Le Cinq


Le Cinq is a restaurant in Paris, France. One of three restaurants on the grounds of the Four Seasons Hotel George V, the restaurant reopened in December 1999 following a comprehensive refit of the hotel. The restaurant received positive reviews in The Arbuturian, Libération, and The Daily Telegraph and a viral negative review by Jay Rayner of The Observer.

History

Le Cinq is one of three restaurants in Hotel George V, along with Le George and L'Orangerie. The hotel opened in 1928 and spent four decades popular with celebrities. By the 1980s, the hotel had been taken over by Forte Group, who were in turn taken over by Granada plc. The hotel festered under their ownership and was bought for $170 million in 1996 by Prince Al Waleed bin Talal bin Abdulaziz al Saud of Saudi Arabia, who had spent much of his childhood there. Both the hotel and the restaurant reopened in December 1999; its reopening took twice as long as expected as its construction workers were shackled by gentlemen's office hours by the hotel's wealthy and powerful neighbours, meaning they could only work between 10am and 5:30pm.
The restaurant hired Philippe Legendre as head chef, who had previously spent ten years working at Taillevent in Paris, which had held three Michelin stars while he was working there.
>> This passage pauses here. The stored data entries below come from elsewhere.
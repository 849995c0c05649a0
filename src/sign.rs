use base64::{engine::general_purpose::STANDARD as BASE64, Engine};
use hmac::{Hmac, Mac};
use sha2::Sha256;
use subtle::ConstantTimeEq;

type HmacSha256 = Hmac<Sha256>;

/// Computes the transport signature for `timestamp` under `secret`.
///
/// The signed plaintext is `"{timestamp}\n{secret}"`, keyed by the secret
/// itself. The raw HMAC-SHA256 digest is base64 encoded (standard alphabet,
/// no wrapping) and then percent encoded so it can travel inside JSON or a
/// query string unchanged. Peers running older builds compute exactly this
/// form, so the secret must stay part of the plaintext.
pub fn calc_sign(timestamp: &str, secret: &str) -> String {
    let mut mac =
        HmacSha256::new_from_slice(secret.as_bytes()).expect("HMAC accepts keys of any length");
    mac.update(format!("{timestamp}\n{secret}").as_bytes());
    let digest = mac.finalize().into_bytes();
    urlencoding::encode(&BASE64.encode(digest)).into_owned()
}

/// Byte comparison that does not short-circuit on the first difference.
pub fn sign_matches(expected: &str, provided: &str) -> bool {
    expected.as_bytes().ct_eq(provided.as_bytes()).into()
}

pub fn now_millis() -> i64 {
    std::time::SystemTime::now()
        .duration_since(std::time::UNIX_EPOCH)
        .map(|value| value.as_millis() as i64)
        .unwrap_or(0)
}
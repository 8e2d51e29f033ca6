//! Adapters for the external services KeepENS depends on: the domain
//! indexers, registry contracts on each chain, the social identity API and
//! outbound mail.

use std::sync::Arc;

use async_trait::async_trait;
use keepens_core::{keccak256, normalize_address, DomainRecord, LabelHash, Namespace};
use keepens_storage::{FetchError, JsonHttpClient};
use serde::{Deserialize, Serialize};
use serde_json::{json, Value as JsonValue};
use thiserror::Error;
use tracing::{debug, info, warn};

pub const CRATE_NAME: &str = "keepens-adapters";

pub const NAME_EXPIRES_SIGNATURE: &str = "nameExpires(uint256)";
pub const GET_DATA_SIGNATURE: &str = "getData(uint256)";

const WORD_BYTES: usize = 32;

pub const OWNED_DOMAINS_QUERY: &str = r#"
query OwnedDomains($owner: String!) {
  domains(where: { owner: $owner }) {
    id
    name
    labelName
    expiryDate
    owner {
      id
    }
  }
}
"#;

fn json_str<'a>(value: &'a JsonValue, path: &[&str]) -> Option<&'a str> {
    let mut cur = value;
    for segment in path {
        cur = cur.get(*segment)?;
    }
    cur.as_str()
}

fn json_non_empty_str(value: &JsonValue, path: &[&str]) -> Option<String> {
    json_str(value, path)
        .map(str::trim)
        .filter(|s| !s.is_empty())
        .map(ToString::to_string)
}

fn json_string_vec(value: &JsonValue, path: &[&str]) -> Vec<String> {
    let mut cur = value;
    for segment in path {
        match cur.get(*segment) {
            Some(next) => cur = next,
            None => return Vec::new(),
        }
    }
    cur.as_array()
        .map(|arr| {
            arr.iter()
                .filter_map(|v| v.as_str())
                .map(str::trim)
                .filter(|s| !s.is_empty())
                .map(ToString::to_string)
                .collect()
        })
        .unwrap_or_default()
}

/// Indexers report timestamps either as decimal strings or as numbers.
fn json_timestamp(value: Option<&JsonValue>) -> Option<u64> {
    match value? {
        JsonValue::String(s) => s.trim().parse().ok(),
        JsonValue::Number(n) => n.as_u64(),
        _ => None,
    }
}

/// Short preview of a credential for log lines.
pub fn redact_secret(secret: &str) -> String {
    if secret.len() > 8 && secret.is_ascii() {
        format!("{}...{}", &secret[..4], &secret[secret.len() - 4..])
    } else {
        "***".to_string()
    }
}

#[derive(Debug, Error)]
pub enum IndexerError {
    #[error("indexer transport failed: {0}")]
    Transport(#[from] FetchError),
    #[error("indexer returned errors: {0}")]
    GraphQl(String),
    #[error("unrecognized indexer response: {0}")]
    Malformed(String),
}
Under Legendre's watch, Le Cinq won a Michelin star in 2000, a second in 2001, and held a third between 2003 and 2007. Éric Briffard took over from Legendre in summer 2008; a book of his recipes, Le Cinq, was published in 2014. Jonesy of The Arbuturian reviewed in June 2012 and described his experience as "like dining in a grand French chateau". Christian Le Squer took over from Briffard in October 2014; the following year, Libérations Elvire von Bardeleben enjoyed a meal there. The restaurant regained its third Michelin star in 2016; that July, The Daily Telegraph Jade Conroy wrote that her experience had benefited from the theatrical spectacle and the jazz music occasionally flowing in from the hotel's neighbouring lounge. By April 2017, Le Cinq had been ranked the 80th best place to eat on the planet and Le Squer had been voted Chef of the Year by his peers.
On 9 April 2017, the restaurant was the subject of a review by The Observers Jay Rayner. His review described the restaurant as "the scene of the crime" that had been decorated in "various shades of taupe, biscuit, and fuck you", with thick carpet to "muffle the screams". Having paid €600, he described his experience as "by far the worst restaurant experience I have endured in my 18 years in this job", exacerbated by having been served "by earnest waiters who have no idea just how awful the things they are doing to you are". Rayner's review went viral and received around 3,000 comments within three days; the extra traffic caused his website to crash. By 17 May, the review had been viewed more than 2,000,000 times and he had been dubbed "the world's most feared food critic". The review was praised by Vox and Vice but criticised by von Bardeleben, François-Régis Gaudry, and by Le Figaro. Rayner's review was listed by Eater as one of "The Best Bad Restaurant Reviews of 2017" and described by Sean Thomas of The Spectator in 2023 as "one of the most famous British restaurant reviews of the last decade".